Hilberg stood by Finkelstein when he was being vilified by large sections of the academic and publishing establishment in America and Europe. Hilberg gave Finkelstein the stamp of authenticity and respectability, when his research was being attacked as `scandalous' and `anti Semitic.'
When readers saw Hilberg supporting Finkelstein -- they knew that Finkelstein was also to be trusted and believed.
Hilberg's autobiography is sparingly written, with a disciplined, unsentimental and unadorned style, yet with hints of dark humour and undertones of skepticism and detachment.
The narrative and prose give the reader insight into the immigrants' experience, as Hilberg describes his life as a young man who clearly enjoyed `being American', but never fully seems to have integrated into society. Throughout, he appears as an outsider, looking in on American culture as well as that of the immigrant, and also looking at a rootless diaspora consciousness, a state of being he occasionally gently mocks, and occasionally empathises with and relates to.
Throughout, the reader senses Hilberg's deep yearning, and a deep sense of loss: loss for his European identity (destroyed by the Nazis), loss of his German culture, which he clearly respects (Goethe, Heine, Kant) but no longer feels he can entirely accept; loss of his family (his entire family identity and role was altered after the Holocaust), and perhaps, one may speculate, loss of a full sense of belonging on the earth.
We get very little insight into life with his wife and children, who are barely mentioned in the book ( he makes passing reference to his divorce in his 40's, and his children reading his texts before publication ), though he gives us a lot of information about the psychological state of his parents, and how that effected him.

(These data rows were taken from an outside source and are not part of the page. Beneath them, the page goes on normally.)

//! Canonical signed-message byte layouts
//!
//! Owners sign off-line with external wallet software, so the bytes handed
//! to the verifier must match what those wallets sign bit for bit.

use super::hash::sha256;
use crate::core::codec::BinWriter;

/// Neo N3 MainNet network magic
pub const MAINNET_MAGIC: u32 = 0x334F_454E;

/// Neo N3 TestNet (T5) network magic
pub const TESTNET_MAGIC: u32 = 0x3554_334E;

/// Prefix of the browser-extension "sign message" v1 envelope
pub const SIGN_MESSAGE_V1_PREFIX: [u8; 4] = [0x01, 0x00, 0x01, 0xf0];

/// Suffix of the browser-extension "sign message" v1 envelope
pub const SIGN_MESSAGE_V1_SUFFIX: [u8; 2] = [0x00, 0x00];

/// Fixed header hashed in front of a "sign message" v2 payload
///
/// Only the length is pinned down; the all-zero content has not been
/// checked against a wallet-produced signature. Callers that need v2
/// interoperability should confirm it with a known signature first.
pub const SIGN_MESSAGE_V2_HEADER: [u8; 50] = [0u8; 50];

/// Bytes signed to authorize a transaction:
/// 4-byte little-endian network magic followed by the 32-byte hash
/// in its serialized (little-endian) order.
pub fn transaction_sign_data(network: u32, hash: &[u8; 32]) -> Vec<u8> {
    let mut writer = BinWriter::with_capacity(36);
    writer.write_u32(network);
    writer.write_bytes(hash);
    writer.into_bytes()
}

/// Browser-extension "sign message" v1 envelope:
/// `01 00 01 f0 || varint(len) || utf8 || 00 00`
pub fn sign_message_v1(message: &str) -> Vec<u8> {
    let payload = message.as_bytes();
    let mut writer = BinWriter::with_capacity(payload.len() + 16);
    writer.write_bytes(&SIGN_MESSAGE_V1_PREFIX);
    writer.write_var_bytes(payload);
    writer.write_bytes(&SIGN_MESSAGE_V1_SUFFIX);
    writer.into_bytes()
}

/// Browser-extension "sign message" v2 envelope:
/// `00 00 00 00 || SHA256(header || varint(len) || utf8)`
pub fn sign_message_v2(message: &str) -> Vec<u8> {
    let payload = message.as_bytes();
    let mut inner = BinWriter::with_capacity(SIGN_MESSAGE_V2_HEADER.len() + payload.len() + 9);
    inner.write_bytes(&SIGN_MESSAGE_V2_HEADER);
    inner.write_var_bytes(payload);

    let mut writer = BinWriter::with_capacity(36);
    writer.write_u32(0);
    writer.write_bytes(&sha256(inner.as_bytes()));
    writer.into_bytes()
}

#[cfg(test)]
mod tests {
    use super::*;

    #[test]
    fn test_transaction_sign_data_layout() {
        let mut hash = [0u8; 32];
        hash[0] = 0xaa;
        hash[31] = 0xbb;

        let data = transaction_sign_data(MAINNET_MAGIC, &hash);
        assert_eq!(data.len(), 36);
        assert_eq!(&data[..4], &[0x4e, 0x45, 0x4f, 0x33]);
        assert_eq!(data[4], 0xaa);
        assert_eq!(data[35], 0xbb);
    }

    #[test]
    fn test_sign_message_v1_layout() {
        let data = sign_message_v1("hello");
        assert_eq!(hex::encode(&data), "010001f00568656c6c6f0000");
    }

    #[test]
    fn test_sign_message_v1_long_message_uses_prefixed_length() {
        let message = "x".repeat(300);
        let data = sign_message_v1(&message);
        assert_eq!(&data[4..7], &[0xfd, 0x2c, 0x01]);
        assert_eq!(data.len(), 4 + 3 + 300 + 2);
    }

    #[test]
    fn test_sign_message_v2_layout() {
        let data = sign_message_v2("hello");
        assert_eq!(data.len(), 36);
        assert_eq!(&data[..4], &[0, 0, 0, 0]);

        let mut inner = SIGN_MESSAGE_V2_HEADER.to_vec();
        inner.push(5);
        inner.extend_from_slice(b"hello");
        assert_eq!(&data[4..], &sha256(&inner));
    }

    #[test]
    fn test_sign_message_v2_known_answer() {
        assert_eq!(
            hex::encode(sign_message_v2("hello")),
            "00000000129cdb17e4f3183b8360703deec1e3add320752359d92e72e6d460a330dda0d8"
        );
    }
}
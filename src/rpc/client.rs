//! JSON-RPC client for a Neo N3 node

use async_trait::async_trait;
use base64::engine::general_purpose::STANDARD as BASE64;
use base64::Engine;
use jsonrpsee::core::client::ClientT;
use jsonrpsee::core::params::ArrayParams;
use jsonrpsee::core::ClientError;
use jsonrpsee::http_client::{HttpClient, HttpClientBuilder};
use jsonrpsee::rpc_params;
use serde::de::DeserializeOwned;
use serde_json::{json, Value};
use std::time::Duration;

use super::{ChainRpc, ContractState, InvokeResult, RpcError};
use crate::core::{ScriptHash, Signer, TxHash, WitnessScope};

impl From<ClientError> for RpcError {
    fn from(err: ClientError) -> Self {
        match err {
            ClientError::Call(call) => RpcError::Node {
                code: call.code() as i64,
                message: call.message().to_string(),
            },
            ClientError::RequestTimeout => RpcError::Timeout(Duration::ZERO),
            ClientError::ParseError(e) => RpcError::Malformed(e.to_string()),
            other => RpcError::Transport(other.to_string()),
        }
    }
}

/// Chain access over HTTP JSON-RPC
#[derive(Clone, Debug)]
pub struct JsonRpcChain {
    client: HttpClient,
    url: String,
}

impl JsonRpcChain {
    /// Connect to `url`; `timeout` bounds each request
    pub fn new(url: &str, timeout: Duration) -> Result<Self, RpcError> {
        let client = HttpClientBuilder::default()
            .request_timeout(timeout)
            .build(url)
            .map_err(|e| RpcError::Transport(e.to_string()))?;
        Ok(Self {
            client,
            url: url.to_string(),
        })
    }

    pub fn url(&self) -> &str {
        &self.url
    }

    async fn call<T: DeserializeOwned>(
        &self,
        method: &str,
        params: ArrayParams,
    ) -> Result<T, RpcError> {
        log::debug!("RPC {} -> {}", method, self.url);
        Ok(self.client.request(method, params).await?)
    }
}

fn scope_names(scopes: WitnessScope) -> String {
    if scopes.is_empty() {
        return "None".to_string();
    }
    let mut names = Vec::new();
    if scopes.contains(WitnessScope::CALLED_BY_ENTRY) {
        names.push("CalledByEntry");
    }
    if scopes.contains(WitnessScope::CUSTOM_CONTRACTS) {
        names.push("CustomContracts");
    }
    if scopes.contains(WitnessScope::CUSTOM_GROUPS) {
        names.push("CustomGroups");
    }
    if scopes.contains(WitnessScope::WITNESS_RULES) {
        names.push("WitnessRules");
    }
    if scopes.contains(WitnessScope::GLOBAL) {
        names.push("Global");
    }
    names.join(", ")
}

fn signer_json(signer: &Signer) -> Value {
    let mut value = json!({
        "account": signer.account.to_string(),
        "scopes": scope_names(signer.scopes),
    });
    if !signer.allowed_contracts.is_empty() {
        value["allowedcontracts"] = json!(signer
            .allowed_contracts
            .iter()
            .map(ToString::to_string)
            .collect::<Vec<_>>());
    }
    if !signer.allowed_groups.is_empty() {
        value["allowedgroups"] = json!(signer
            .allowed_groups
            .iter()
            .map(|k| k.to_hex())
            .collect::<Vec<_>>());
    }
    value
}

/// Neo encodes 64-bit amounts as decimal strings
fn int_field(value: &Value, field: &str) -> Result<i64, RpcError> {
    match value.get(field) {
        Some(Value::String(s)) => s
            .parse()
            .map_err(|_| RpcError::Malformed(format!("{}: {}", field, s))),
        Some(Value::Number(n)) => n
            .as_i64()
            .ok_or_else(|| RpcError::Malformed(format!("{}: {}", field, n))),
        _ => Err(RpcError::Malformed(format!("missing {}", field))),
    }
}

fn parse_contract_state(value: &Value) -> Result<ContractState, RpcError> {
    let hash = value
        .get("hash")
        .and_then(Value::as_str)
        .ok_or_else(|| RpcError::Malformed("contract state without hash".to_string()))?
        .parse::<ScriptHash>()
        .map_err(|e| RpcError::Malformed(e.to_string()))?;
    let id = value.get("id").and_then(Value::as_i64).unwrap_or_default() as i32;
    let name = value
        .pointer("/manifest/name")
        .and_then(Value::as_str)
        .unwrap_or_default()
        .to_string();
    Ok(ContractState { id, hash, name })
}

fn parse_invoke_result(value: &Value) -> Result<InvokeResult, RpcError> {
    let state = value
        .get("state")
        .and_then(Value::as_str)
        .ok_or_else(|| RpcError::Malformed("invoke result without state".to_string()))?
        .to_string();
    Ok(InvokeResult {
        state,
        gas_consumed: int_field(value, "gasconsumed")?,
        exception: value
            .get("exception")
            .and_then(Value::as_str)
            .map(str::to_string),
        stack: value
            .get("stack")
            .and_then(Value::as_array)
            .cloned()
            .unwrap_or_default(),
    })
}

#[async_trait]
impl ChainRpc for JsonRpcChain {
    async fn block_count(&self) -> Result<u32, RpcError> {
        self.call("getblockcount", rpc_params![]).await
    }

    async fn transaction_height(&self, hash: &TxHash) -> Result<u32, RpcError> {
        match self
            .call("gettransactionheight", rpc_params![hash.to_string()])
            .await
        {
            Err(e) if e.is_unknown_item() => Ok(0),
            other => other,
        }
    }

    async fn send_raw_transaction(&self, raw: &[u8]) -> Result<TxHash, RpcError> {
        let value: Value = self
            .call("sendrawtransaction", rpc_params![BASE64.encode(raw)])
            .await?;
        value
            .get("hash")
            .and_then(Value::as_str)
            .ok_or_else(|| RpcError::Malformed(value.to_string()))?
            .parse()
            .map_err(|e: crate::core::CodecError| RpcError::Malformed(e.to_string()))
    }

    async fn contract_state(&self, hash: &ScriptHash) -> Result<Option<ContractState>, RpcError> {
        match self
            .call::<Value>("getcontractstate", rpc_params![hash.to_string()])
            .await
        {
            Ok(Value::Null) => Ok(None),
            Ok(value) => parse_contract_state(&value).map(Some),
            Err(e) if e.is_unknown_item() => Ok(None),
            Err(e) => Err(e),
        }
    }

    async fn calculate_network_fee(&self, raw: &[u8]) -> Result<i64, RpcError> {
        let value: Value = self
            .call("calculatenetworkfee", rpc_params![BASE64.encode(raw)])
            .await?;
        int_field(&value, "networkfee")
    }

    async fn invoke_script(
        &self,
        script: &[u8],
        signers: &[Signer],
    ) -> Result<InvokeResult, RpcError> {
        let signers: Vec<Value> = signers.iter().map(signer_json).collect();
        let value: Value = self
            .call("invokescript", rpc_params![BASE64.encode(script), signers])
            .await?;
        parse_invoke_result(&value)
    }
}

Hilberg dismisses nearly all the Holocaust studies as shallow, derivative and of little value, though he does repeatedly praise the World War Two studies of the English historians, emphasising their scrupulous research. Browning and Hugh Trevor Roper are noted as producing worthy studies. Hannah Arendt is dismissed as shallow and derivative in her work , and Hilberg appears surprised at her appeal, which he puts down to a need after the war to view Nazism and Communism as being almost identical forms of evil, albeit appearing to be opposites. Hilberg states that Arendt filled a need in people who wanted to understand how such evil could have arisen amongst such cultured and sophisticated people, but he is not satisfied with her explanations, and dismisses Arendt's notion of the `banality of evil' as being wholly insufficient. Hilberg is also somewhat critical of the attitude of many of the Holocaust study and memorial centres in Israel, many of whom seem to take exception to Hilberg's theories, writings and ideas.
Hilberg emerges from these pages as a very solitary figure, a lonely man with a stoic attitude to his fleeting life as it unfolds, aware of transience and the passing nature of things, but also determined to steer his existence as best he can toward a state of quiet dignity, and to ensure his life's work is faithful to those who died at the hands of the Nazis.
Norman Finkelstein wrote the following in tribute to Hilberg when he died in 2007 :
"Whenever I ventured to write something on the Nazi holocaust I would again peruse all the volumes ( of Hilberg's first book) cover to cover. They provided the psychological security I needed before daring to render a judgment of my own. Wanting to stand on the firmest possible intellectual foundations I reflexively reached for Hilberg...
Character not ideology... is the better measure of a person...Primo Levi originally titled his memoir of Auschwitz If This is a Man. Of Raul Hilberg it might be said, There went a man."